Music-lovers everywhere should snap up this wonderful new recording while they can. And then they should investigate the other two CDs in the cpo cycle. Sell your shirt and buy the complete cycle: you will then be in possession of a symphonic cycle to rival the greatest of the nineteenth century!
- Published on Amazon.com
Format: Audio CD
Felix Draeseke’s music seems to divide critics, and in a somewhat curious manner – some critics warm to certain of his works and dismiss precisely the other works that other critics find to be revelatory. I can sort of understand why. The music seems at one point firmly rooted in tradition (Schumann and Weber, but also Liszt); at the next it is rather forward-looking, toward German late romanticism. And it is often surprisingly reluctant to yield its goods – the style strikes one as the kind that should be rather instantly appealing, yet it often turns out to be quite elusive (partially because little of the music relies on any particularly strong themes or melodic material, I suppose).

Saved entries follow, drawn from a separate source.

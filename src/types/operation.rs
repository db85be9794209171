//! Operation types for Safe transactions

use serde::{Deserialize, Serialize};

/// Operation type for Safe transactions
#[derive(Debug, Clone, Copy, PartialEq, Eq, Default, Serialize, Deserialize)]
#[repr(u8)]
pub enum Operation {
    /// Regular call (default)
    #[default]
    Call = 0,
    /// Delegate call (executes in context of Safe)
    DelegateCall = 1,
}

impl Operation {
    /// Returns the operation as a u8 value
    pub fn as_u8(&self) -> u8 {
        *self as u8
    }

    /// Creates an Operation from a u8 value
    pub fn from_u8(value: u8) -> Option<Self> {
        match value {
            0 => Some(Operation::Call),
            1 => Some(Operation::DelegateCall),
            _ => None,
        }
    }
}

impl From<Operation> for u8 {
    fn from(op: Operation) -> Self {
        op.as_u8()
    }
}

impl TryFrom<u8> for Operation {
    type Error = &'static str;

    fn try_from(value: u8) -> Result<Self, Self::Error> {
        Operation::from_u8(value).ok_or("Invalid operation value")
    }
}
//! ECDSA signature generation and validation for Safe transactions

use alloy::primitives::{Bytes, B256};
use alloy::signers::Signer;

use crate::error::{Error, Result};

/// Signs a transaction hash and formats the result for Safe.
///
/// Safe expects signatures as r (32 bytes) || s (32 bytes) || v (1 byte)
/// with v adjusted to 27 or 28. Signing is deterministic for a given
/// credential and hash (RFC 6979 nonces), so re-running collection yields
/// the same bytes.
pub async fn sign_hash<S: Signer>(signer: &S, hash: B256) -> Result<Bytes> {
    let signature = signer.sign_hash(&hash).await?;

    let r = signature.r();
    let s = signature.s();
    // v is a bool (y_parity) in alloy - true means odd (28), false means even (27)
    let v_byte = if signature.v() { 28u8 } else { 27u8 };

    let mut sig_bytes = Vec::with_capacity(65);
    sig_bytes.extend_from_slice(&r.to_be_bytes::<32>());
    sig_bytes.extend_from_slice(&s.to_be_bytes::<32>());
    sig_bytes.push(v_byte);

    Ok(Bytes::from(sig_bytes))
}

/// Validates that a signature is 65 bytes and has a valid v value
pub fn validate_signature(signature: &[u8]) -> Result<()> {
    if signature.len() != 65 {
        return Err(Error::Signing(format!(
            "Invalid signature length: expected 65, got {}",
            signature.len()
        )));
    }

    let v = signature[64];
    // Valid v values: 0, 1 (pre-validated), 27, 28 (ECDSA), 31, 32 (eth_sign)
    if !matches!(v, 0 | 1 | 27 | 28 | 31 | 32) {
        return Err(Error::Signing(format!("Invalid signature v value: {}", v)));
    }

    Ok(())
}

And then again, it is little doubt that the music is of variable quality; the fourth symphony is a fine work, but elusive enough to require a bit of work on the part of the listener. Apply the same efforts to the other works here, and I, at least, have thus far failed to come up with very significant returns. The overture to Gudrun, in particular, is boring – true, the final climax is effective, but to get there you have to endure some nine minutes of uneventful note spinning (I don’t expect to hear the whole opera, but the overture doesn’t make me feel that I am missing anything either). Then there is the first symphony, a flawed and ultimately barely worthwhile work on a grand scale. The outer movements, which stylistically sound a bit like a combination of Schumann and late Schubert, exhibit solid craftsmanship but little by way of inspiration – they are not horrible, by any means, but neither to they rise above tons of similar music from Draeseke’s contemporaries – and the slow movement is on the dull side. The humorous, glittering Scherzo, however, is worth getting to know.

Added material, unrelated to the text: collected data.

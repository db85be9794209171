//! # safe-quorum
//!
//! Deploy Safe v1.4.1 smart accounts and coordinate k-of-n signed
//! transactions against them.
//!
//! ## Features
//!
//! - Deterministic (CREATE2) Safe deployment with idempotent retry
//! - EIP-712 transaction hashing matching the on-chain verification rule
//! - Threshold signature collection from locally available credentials
//! - Best-effort sharing with the Safe Transaction Service so remaining
//!   owners can confirm asynchronously
//! - Single-shot on-chain execution once the threshold is met
//!
//! ## Quick Start
//!
//! ```rust,ignore
//! use safe_quorum::{Coordinator, ProposalBuilder, RelayClient, SafeClient};
//! use alloy::primitives::U256;
//!
//! // Connect to a deployed Safe (provider carries the relayer wallet)
//! let safe = SafeClient::connect(provider, safe_address).await?;
//! let relay = RelayClient::for_chain(safe.config());
//!
//! // Propose, collect 2-of-3 signatures, relay, execute
//! let coordinator = Coordinator::new(safe, signers, relay)?;
//! let report = coordinator
//!     .transfer(ProposalBuilder::transfer(recipient, U256::from(10_000_000_000_000_000u64)))
//!     .await?;
//!
//! println!("executed in tx {}", report.execution.tx_hash);
//! for warning in &report.warnings {
//!     println!("warning: {warning}");
//! }
//! ```
//!
//! Deployment is a separate, one-shot flow:
//!
//! ```rust,ignore
//! use safe_quorum::{SafeAccountConfig, SafeDeployer};
//!
//! let deployer = SafeDeployer::connect(provider).await?;
//! let account = SafeAccountConfig::new(owners, 2)?;
//! let pending = deployer.predict(&account, U256::ZERO).await?;
//! let deployed = deployer.deploy(&pending).await?;
//! ```

pub mod chain;
pub mod collect;
pub mod contracts;
pub mod coordinator;
pub mod create2;
pub mod deploy;
pub mod encoding;
pub mod error;
pub mod execute;
pub mod proposal;
pub mod relay;
pub mod safe;
pub mod signing;
pub mod types;

// Re-export main types at crate root
pub use chain::{ChainAddresses, ChainConfig};
pub use collect::SignatureCollector;
pub use contracts::{ISafe, ISafeProxyFactory, ISafeSetup};
pub use coordinator::{Coordinator, TransferReport, Warning};
pub use create2::{compute_create2_address, encode_setup_call};
pub use deploy::{DeployedSafe, SafeDeployer};
pub use encoding::compute_safe_transaction_hash;
pub use error::{Error, Result};
pub use execute::{execute_transaction, normalize_receipt, ExecutionResult};
pub use proposal::ProposalBuilder;
pub use relay::RelayClient;
pub use safe::{SafeClient, Validity};
pub use signing::{sign_hash, validate_signature};
pub use types::{
    Operation, PendingSafe, SafeAccountConfig, SafeTransaction, SafeTxParams, SignatureSet,
};

// Re-export alloy types that are commonly used
pub use alloy::network::AnyNetwork;
pub use alloy::primitives::{Address, Bytes, U256};
pub use alloy::providers::Provider;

But the fourth symphony is rather fine. Joyful, buoyant and brief (20 minutes overall) it is a deftly composed work of genuine humor (the “War of the Flies” movement perhaps in particular), brilliantly scored – but the humor isn’t as obvious as one might expect, and I, at least, needed to give the work several tries before it all made sense. It is in no way a timeless masterpiece, partially because of the drawback that characterizes most of the music here – the lack of any very interesting thematic material.

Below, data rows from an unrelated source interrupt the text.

//! Owner-set configuration and pre-deployment Safe state

use alloy::primitives::{Address, U256};
use serde::{Deserialize, Serialize};

use crate::error::{Error, Result};

/// Owner set and signature threshold for a Safe.
///
/// Deployment and coordination both start from this configuration; it is
/// validated once, up front, and treated as immutable afterwards.
#[derive(Debug, Clone, Serialize, Deserialize)]
pub struct SafeAccountConfig {
    /// Owner addresses, in setup order
    pub owners: Vec<Address>,
    /// Number of owner signatures required to execute a transaction
    pub threshold: u64,
}

impl SafeAccountConfig {
    /// Creates a validated configuration.
    pub fn new(owners: Vec<Address>, threshold: u64) -> Result<Self> {
        let config = Self { owners, threshold };
        config.validate()?;
        Ok(config)
    }

    /// Checks the owner-set invariants: at least one owner, no zero or
    /// duplicate addresses, and 1 <= threshold <= owner count.
    pub fn validate(&self) -> Result<()> {
        if self.owners.is_empty() {
            return Err(Error::Config("owner set is empty".into()));
        }
        if self.threshold == 0 {
            return Err(Error::Config("threshold must be at least 1".into()));
        }
        if self.threshold as usize > self.owners.len() {
            return Err(Error::Config(format!(
                "threshold {} exceeds owner count {}",
                self.threshold,
                self.owners.len()
            )));
        }
        for (i, owner) in self.owners.iter().enumerate() {
            if owner.is_zero() {
                return Err(Error::Config("owner address cannot be zero".into()));
            }
            if self.owners[..i].contains(owner) {
                return Err(Error::Config(format!("duplicate owner {owner}")));
            }
        }
        Ok(())
    }
}

/// A Safe that exists only as a predicted CREATE2 address.
///
/// Superseded by an on-chain handle once deployment is confirmed. The
/// prediction is a pure function of the configuration and salt nonce, so a
/// failed deployment can be retried against the same address.
#[derive(Debug, Clone)]
pub struct PendingSafe {
    /// Owner set and threshold the Safe will be initialized with
    pub config: SafeAccountConfig,
    /// CREATE2 salt nonce used for address derivation
    pub salt_nonce: U256,
    /// The address the proxy will be deployed at
    pub address: Address,
}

So overall this disc’s musical rewards are variable. What is never in question, however, is the quality of the performances. The NDR Radiophilharmonie plays with spirit, with, panache and glittering colors under Jörg-Peter Weigle. Indeed, I doubt one could reasonably expect a better case to be made for this music, and CPO provides a very fine recorded sound. As such, this disc ultimately deserves to be heard by those with an interest in German romanticism – but I am not sure that one would miss much if one gave it a pass either; the fourth symphony is certainly worth hearing, even recommended listening, but I suppose those interested in the composer should turn first to his most successful work, the third symphony.